Problem description |
Set the entries down once more, exactly as they are worded.

----------

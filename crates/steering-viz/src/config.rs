/*
 * Configuration Module
 *
 * Loads steering parameters from the JSON file named by STEERING_CONFIG.
 * Missing keys keep their defaults; an unreadable or invalid file falls back
 * to the defaults with a warning.
 */

use std::env;
use std::fs;
use std::path::Path;

use steering::SteeringParams;
use tracing::{info, warn};

pub const CONFIG_ENV: &str = "STEERING_CONFIG";

pub fn load_params() -> SteeringParams {
    match env::var(CONFIG_ENV) {
        Ok(path) => load_from(Path::new(&path)),
        Err(_) => SteeringParams::default(),
    }
}

fn load_from(path: &Path) -> SteeringParams {
    let text = match fs::read_to_string(path) {
        Ok(text) => text,
        Err(err) => {
            warn!(path = %path.display(), %err, "Could not read parameter file, using defaults");
            return SteeringParams::default();
        }
    };

    let params: SteeringParams = match serde_json::from_str(&text) {
        Ok(params) => params,
        Err(err) => {
            warn!(path = %path.display(), %err, "Could not parse parameter file, using defaults");
            return SteeringParams::default();
        }
    };

    if let Err(err) = params.validate() {
        warn!(path = %path.display(), %err, "Invalid parameters, using defaults");
        return SteeringParams::default();
    }

    info!(path = %path.display(), "Loaded parameters");
    params
}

----------

Task output |
filename crates/steering-viz/src/config.rs
/*
 * Configuration Module
 *
 * Loads steering parameters from the JSON file named by STEERING_CONFIG.
 * Missing keys keep their defaults; an unreadable or invalid file falls back
 * to the defaults with a warning.
 */

use std::env;
use std::fs;
use std::path::Path;

use steering::SteeringParams;
use tracing::{info, warn};

pub const CONFIG_ENV: &str = "STEERING_CONFIG";

pub fn load_params() -> SteeringParams {
    match env::var(CONFIG_ENV) {
        Ok(path) => load_from(Path::new(&path)),
        Err(_) => SteeringParams::default(),
    }
}

fn load_from(path: &Path) -> SteeringParams {
    let text = match fs::read_to_string(path) {
        Ok(text) => text,
        Err(err) => {
            warn!(path = %path.display(), %err, "Could not read parameter file, using defaults");
            return SteeringParams::default();
        }
    };

    let params: SteeringParams = match serde_json::from_str(&text) {
        Ok(params) => params,
        Err(err) => {
            warn!(path = %path.display(), %err, "Could not parse parameter file, using defaults");
            return SteeringParams::default();
        }
    };

    if let Err(err) = params.validate() {
        warn!(path = %path.display(), %err, "Invalid parameters, using defaults");
        return SteeringParams::default();
    }

    info!(path = %path.display(), "Loaded parameters");
    params
}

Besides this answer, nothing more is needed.